The Devil’s Paintbox: racism, poverty, war, and alcoholism

devilspaintbox The Devil’s Paintbox, by Victoria McKernan, is a historical fiction novel that takes place just after the American Civil War.  The story follows Aiden Lynch, a 16-year-old boy, and his journey with his sister to from Kansas to Seattle on an Oregon Trail wagon train.

During the course of his journey, he meets a tribe of Native Americans who are threatened by smallpox, or the Devil’s paintbox.  This book paints a clear picture of life out west, especially the absurd juxtaposition of the defeat of slavery with the callous disregard for the Native people. McKernan does not glorify the time period at all, but the book always avoids becoming overly dark or depressing, even when things are at their bleakest.
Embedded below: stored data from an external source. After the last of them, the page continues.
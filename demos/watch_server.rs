//! Long-poll watch server example
//!
//! Serves a single in-memory versioned resource. Plain GETs return the
//! current revision immediately; conditional GETs long-poll until the
//! revision advances or the requested wait elapses.
//!
//! Run with: cargo run --example watch_server
//!
//! Try it:
//!
//! ```text
//! curl -i http://localhost:3000/resource
//! curl -i -H 'If-None-Match: <revision>' -H 'Prefer: wait=10' http://localhost:3000/resource
//! curl -i -X PUT -d 'new content' http://localhost:3000/resource
//! ```

use axum::{
    extract::State,
    http::{header, StatusCode},
    response::{IntoResponse, Response},
    routing::get,
    Router,
};
use serde_json::json;
use tokio::sync::watch;
use tower_http::trace::TraceLayer;
use watch_axum_http::{Revision, Watch};

#[derive(Clone, Debug)]
struct Document {
    revision: Revision,
    content: String,
}

#[derive(Clone)]
struct AppState {
    tx: watch::Sender<Document>,
}

#[tokio::main]
async fn main() -> anyhow::Result<()> {
    tracing_subscriber::fmt().init();

    let initial = Document {
        revision: Revision::new("1")?,
        content: "hello".to_string(),
    };
    let (tx, _rx) = watch::channel(initial);

    let app = Router::new()
        .route("/resource", get(get_resource).put(put_resource))
        .layer(TraceLayer::new_for_http())
        .with_state(AppState { tx });

    let listener = tokio::net::TcpListener::bind("127.0.0.1:3000").await?;
    tracing::info!("listening on http://127.0.0.1:3000");
    axum::serve(listener, app).await?;
    Ok(())
}

async fn get_resource(State(state): State<AppState>, Watch(watch): Watch) -> Response {
    let mut rx = state.tx.subscribe();

    let Some(watch) = watch else {
        return document_response(&rx.borrow());
    };

    tracing::info!(
        revision = %watch.last_known_revision(),
        timeout_millis = watch.timeout_millis(),
        "long-polling"
    );

    // Answer immediately if the client is already behind.
    if rx.borrow().revision != *watch.last_known_revision() {
        let doc = rx.borrow().clone();
        return document_response(&doc);
    }

    let waited = tokio::time::timeout(watch.timeout(), async {
        loop {
            if rx.changed().await.is_err() {
                break;
            }
            if rx.borrow().revision != *watch.last_known_revision() {
                break;
            }
        }
    })
    .await;

    match waited {
        Ok(()) => {
            let doc = rx.borrow().clone();
            document_response(&doc)
        }
        Err(_) => StatusCode::NOT_MODIFIED.into_response(),
    }
}

async fn put_resource(State(state): State<AppState>, body: String) -> Response {
    state.tx.send_modify(|doc| {
        let next = doc
            .revision
            .as_str()
            .parse::<u64>()
            .map(|n| n + 1)
            .unwrap_or(0);
        if let Ok(revision) = Revision::new(next.to_string()) {
            doc.revision = revision;
        }
        doc.content = body;
    });

    let doc = state.tx.borrow().clone();
    tracing::info!(revision = %doc.revision, "updated resource");
    document_response(&doc)
}

fn document_response(doc: &Document) -> Response {
    (
        [(header::ETAG, doc.revision.as_str().to_string())],
        axum::Json(json!({
            "revision": doc.revision,
            "content": doc.content,
        })),
    )
        .into_response()
}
The Devil’s Paintbox touches on many themes in its winding journey, including racism, poverty, war, and alcoholism.  Yet, despite these dark themes, the book has a hopeful message and maintains a focus on its main characters.

The Devil’s Paintbox was a surprisingly gripping book to me.  I don’t often read historical fiction novels, but Aiden’s story is interesting enough to have come from a made-up universe, yet the fact that it does come from our (fairly recent) history adds another layer to the book.  Overall, this book was very interesting and fun to read, and made me consider the time period in a different light.

I would recommend this book to anyone who likes fast-paced novels with interesting characters.